Reproduce the whole listing that follows, exactly as it stands.

________________________________________

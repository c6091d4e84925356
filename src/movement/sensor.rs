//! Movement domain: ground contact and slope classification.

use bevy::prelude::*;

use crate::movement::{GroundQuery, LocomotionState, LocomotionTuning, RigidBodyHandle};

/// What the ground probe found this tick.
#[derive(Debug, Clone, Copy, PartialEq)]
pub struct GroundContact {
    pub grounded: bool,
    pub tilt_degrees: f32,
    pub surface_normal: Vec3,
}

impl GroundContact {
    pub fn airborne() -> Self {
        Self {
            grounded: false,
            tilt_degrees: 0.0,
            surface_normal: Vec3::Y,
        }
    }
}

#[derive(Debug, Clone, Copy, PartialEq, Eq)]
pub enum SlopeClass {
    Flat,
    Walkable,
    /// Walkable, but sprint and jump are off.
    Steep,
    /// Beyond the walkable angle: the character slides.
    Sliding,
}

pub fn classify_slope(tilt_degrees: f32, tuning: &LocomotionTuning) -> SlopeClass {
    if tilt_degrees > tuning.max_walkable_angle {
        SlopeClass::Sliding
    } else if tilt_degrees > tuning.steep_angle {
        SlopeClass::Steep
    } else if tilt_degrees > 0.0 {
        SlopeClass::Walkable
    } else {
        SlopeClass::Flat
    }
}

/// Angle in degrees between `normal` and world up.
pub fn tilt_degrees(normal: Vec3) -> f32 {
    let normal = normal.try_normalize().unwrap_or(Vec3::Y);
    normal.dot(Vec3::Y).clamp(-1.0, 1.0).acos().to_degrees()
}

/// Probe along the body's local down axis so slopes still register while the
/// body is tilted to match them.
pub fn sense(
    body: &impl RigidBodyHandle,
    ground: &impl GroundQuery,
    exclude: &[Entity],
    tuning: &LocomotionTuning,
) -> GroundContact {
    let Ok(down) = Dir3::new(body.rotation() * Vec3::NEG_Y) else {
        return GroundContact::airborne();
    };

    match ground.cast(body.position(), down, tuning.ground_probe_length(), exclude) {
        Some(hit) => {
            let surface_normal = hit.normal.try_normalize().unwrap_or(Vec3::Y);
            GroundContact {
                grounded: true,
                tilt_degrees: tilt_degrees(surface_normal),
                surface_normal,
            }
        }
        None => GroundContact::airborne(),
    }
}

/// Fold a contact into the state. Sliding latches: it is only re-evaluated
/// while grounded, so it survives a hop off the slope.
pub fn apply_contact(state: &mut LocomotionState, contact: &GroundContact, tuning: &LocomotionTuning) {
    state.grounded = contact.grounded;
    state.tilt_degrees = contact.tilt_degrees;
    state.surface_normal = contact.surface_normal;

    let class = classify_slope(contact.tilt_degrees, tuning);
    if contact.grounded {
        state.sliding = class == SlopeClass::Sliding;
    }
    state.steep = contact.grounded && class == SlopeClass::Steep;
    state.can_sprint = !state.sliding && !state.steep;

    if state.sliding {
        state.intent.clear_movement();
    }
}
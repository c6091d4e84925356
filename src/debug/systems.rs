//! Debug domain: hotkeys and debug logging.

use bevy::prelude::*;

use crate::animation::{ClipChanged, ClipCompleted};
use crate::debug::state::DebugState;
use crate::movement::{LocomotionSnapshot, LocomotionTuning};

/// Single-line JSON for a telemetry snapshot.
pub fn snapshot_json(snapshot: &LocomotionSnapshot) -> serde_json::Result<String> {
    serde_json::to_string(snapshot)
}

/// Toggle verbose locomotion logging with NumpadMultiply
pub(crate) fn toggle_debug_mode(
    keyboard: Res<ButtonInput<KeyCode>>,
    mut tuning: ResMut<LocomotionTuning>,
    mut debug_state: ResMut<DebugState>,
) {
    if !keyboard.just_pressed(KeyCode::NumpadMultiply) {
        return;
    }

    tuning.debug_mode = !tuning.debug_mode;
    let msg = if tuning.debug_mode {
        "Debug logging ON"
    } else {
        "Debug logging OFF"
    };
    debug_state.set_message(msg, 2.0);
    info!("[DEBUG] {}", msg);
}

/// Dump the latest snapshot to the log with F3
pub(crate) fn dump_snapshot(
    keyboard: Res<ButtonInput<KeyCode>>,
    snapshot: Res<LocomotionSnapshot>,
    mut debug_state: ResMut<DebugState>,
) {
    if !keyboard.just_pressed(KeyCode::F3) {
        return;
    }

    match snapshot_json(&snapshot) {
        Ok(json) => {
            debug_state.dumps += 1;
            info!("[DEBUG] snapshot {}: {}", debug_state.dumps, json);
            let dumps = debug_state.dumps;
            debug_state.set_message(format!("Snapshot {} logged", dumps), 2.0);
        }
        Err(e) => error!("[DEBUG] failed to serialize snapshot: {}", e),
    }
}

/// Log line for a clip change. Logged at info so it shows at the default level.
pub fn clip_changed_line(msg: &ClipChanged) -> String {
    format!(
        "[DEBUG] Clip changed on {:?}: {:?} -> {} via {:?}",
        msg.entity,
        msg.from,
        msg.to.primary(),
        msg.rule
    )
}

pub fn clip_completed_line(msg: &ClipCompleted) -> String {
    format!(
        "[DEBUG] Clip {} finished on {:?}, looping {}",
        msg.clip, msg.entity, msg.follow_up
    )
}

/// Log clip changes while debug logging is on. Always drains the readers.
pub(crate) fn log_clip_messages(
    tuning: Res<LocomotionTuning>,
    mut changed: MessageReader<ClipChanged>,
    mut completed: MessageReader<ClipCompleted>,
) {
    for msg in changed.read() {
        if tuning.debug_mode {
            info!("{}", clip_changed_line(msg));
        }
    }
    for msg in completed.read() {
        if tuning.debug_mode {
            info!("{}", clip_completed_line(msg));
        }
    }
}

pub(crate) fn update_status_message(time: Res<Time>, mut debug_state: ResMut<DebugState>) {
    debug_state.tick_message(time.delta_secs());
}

________________________________________

> [Response area]:
repository c6091d4e84925356
filename src/movement/sensor.rs
//! Movement domain: ground contact and slope classification.

use bevy::prelude::*;

use crate::movement::{GroundQuery, LocomotionState, LocomotionTuning, RigidBodyHandle};

/// What the ground probe found this tick.
#[derive(Debug, Clone, Copy, PartialEq)]
pub struct GroundContact {
    pub grounded: bool,
    pub tilt_degrees: f32,
    pub surface_normal: Vec3,
}

impl GroundContact {
    pub fn airborne() -> Self {
        Self {
            grounded: false,
            tilt_degrees: 0.0,
            surface_normal: Vec3::Y,
        }
    }
}

#[derive(Debug, Clone, Copy, PartialEq, Eq)]
pub enum SlopeClass {
    Flat,
    Walkable,
    /// Walkable, but sprint and jump are off.
    Steep,
    /// Beyond the walkable angle: the character slides.
    Sliding,
}

pub fn classify_slope(tilt_degrees: f32, tuning: &LocomotionTuning) -> SlopeClass {
    if tilt_degrees > tuning.max_walkable_angle {
        SlopeClass::Sliding
    } else if tilt_degrees > tuning.steep_angle {
        SlopeClass::Steep
    } else if tilt_degrees > 0.0 {
        SlopeClass::Walkable
    } else {
        SlopeClass::Flat
    }
}

/// Angle in degrees between `normal` and world up.
pub fn tilt_degrees(normal: Vec3) -> f32 {
    let normal = normal.try_normalize().unwrap_or(Vec3::Y);
    normal.dot(Vec3::Y).clamp(-1.0, 1.0).acos().to_degrees()
}

/// Probe along the body's local down axis so slopes still register while the
/// body is tilted to match them.
pub fn sense(
    body: &impl RigidBodyHandle,
    ground: &impl GroundQuery,
    exclude: &[Entity],
    tuning: &LocomotionTuning,
) -> GroundContact {
    let Ok(down) = Dir3::new(body.rotation() * Vec3::NEG_Y) else {
        return GroundContact::airborne();
    };

    match ground.cast(body.position(), down, tuning.ground_probe_length(), exclude) {
        Some(hit) => {
            let surface_normal = hit.normal.try_normalize().unwrap_or(Vec3::Y);
            GroundContact {
                grounded: true,
                tilt_degrees: tilt_degrees(surface_normal),
                surface_normal,
            }
        }
        None => GroundContact::airborne(),
    }
}

/// Fold a contact into the state. Sliding latches: it is only re-evaluated
/// while grounded, so it survives a hop off the slope.
pub fn apply_contact(state: &mut LocomotionState, contact: &GroundContact, tuning: &LocomotionTuning) {
    state.grounded = contact.grounded;
    state.tilt_degrees = contact.tilt_degrees;
    state.surface_normal = contact.surface_normal;

    let class = classify_slope(contact.tilt_degrees, tuning);
    if contact.grounded {
        state.sliding = class == SlopeClass::Sliding;
    }
    state.steep = contact.grounded && class == SlopeClass::Steep;
    state.can_sprint = !state.sliding && !state.steep;

    if state.sliding {
        state.intent.clear_movement();
    }
}
repository c6091d4e84925356
filename src/debug/systems.rs
//! Debug domain: hotkeys and debug logging.

use bevy::prelude::*;

use crate::animation::{ClipChanged, ClipCompleted};
use crate::debug::state::DebugState;
use crate::movement::{LocomotionSnapshot, LocomotionTuning};

/// Single-line JSON for a telemetry snapshot.
pub fn snapshot_json(snapshot: &LocomotionSnapshot) -> serde_json::Result<String> {
    serde_json::to_string(snapshot)
}

/// Toggle verbose locomotion logging with NumpadMultiply
pub(crate) fn toggle_debug_mode(
    keyboard: Res<ButtonInput<KeyCode>>,
    mut tuning: ResMut<LocomotionTuning>,
    mut debug_state: ResMut<DebugState>,
) {
    if !keyboard.just_pressed(KeyCode::NumpadMultiply) {
        return;
    }

    tuning.debug_mode = !tuning.debug_mode;
    let msg = if tuning.debug_mode {
        "Debug logging ON"
    } else {
        "Debug logging OFF"
    };
    debug_state.set_message(msg, 2.0);
    info!("[DEBUG] {}", msg);
}

/// Dump the latest snapshot to the log with F3
pub(crate) fn dump_snapshot(
    keyboard: Res<ButtonInput<KeyCode>>,
    snapshot: Res<LocomotionSnapshot>,
    mut debug_state: ResMut<DebugState>,
) {
    if !keyboard.just_pressed(KeyCode::F3) {
        return;
    }

    match snapshot_json(&snapshot) {
        Ok(json) => {
            debug_state.dumps += 1;
            info!("[DEBUG] snapshot {}: {}", debug_state.dumps, json);
            let dumps = debug_state.dumps;
            debug_state.set_message(format!("Snapshot {} logged", dumps), 2.0);
        }
        Err(e) => error!("[DEBUG] failed to serialize snapshot: {}", e),
    }
}

/// Log line for a clip change. Logged at info so it shows at the default level.
pub fn clip_changed_line(msg: &ClipChanged) -> String {
    format!(
        "[DEBUG] Clip changed on {:?}: {:?} -> {} via {:?}",
        msg.entity,
        msg.from,
        msg.to.primary(),
        msg.rule
    )
}

pub fn clip_completed_line(msg: &ClipCompleted) -> String {
    format!(
        "[DEBUG] Clip {} finished on {:?}, looping {}",
        msg.clip, msg.entity, msg.follow_up
    )
}

/// Log clip changes while debug logging is on. Always drains the readers.
pub(crate) fn log_clip_messages(
    tuning: Res<LocomotionTuning>,
    mut changed: MessageReader<ClipChanged>,
    mut completed: MessageReader<ClipCompleted>,
) {
    for msg in changed.read() {
        if tuning.debug_mode {
            info!("{}", clip_changed_line(msg));
        }
    }
    for msg in completed.read() {
        if tuning.debug_mode {
            info!("{}", clip_completed_line(msg));
        }
    }
}

pub(crate) fn update_status_message(time: Res<Time>, mut debug_state: ResMut<DebugState>) {
    debug_state.tick_message(time.delta_secs());
}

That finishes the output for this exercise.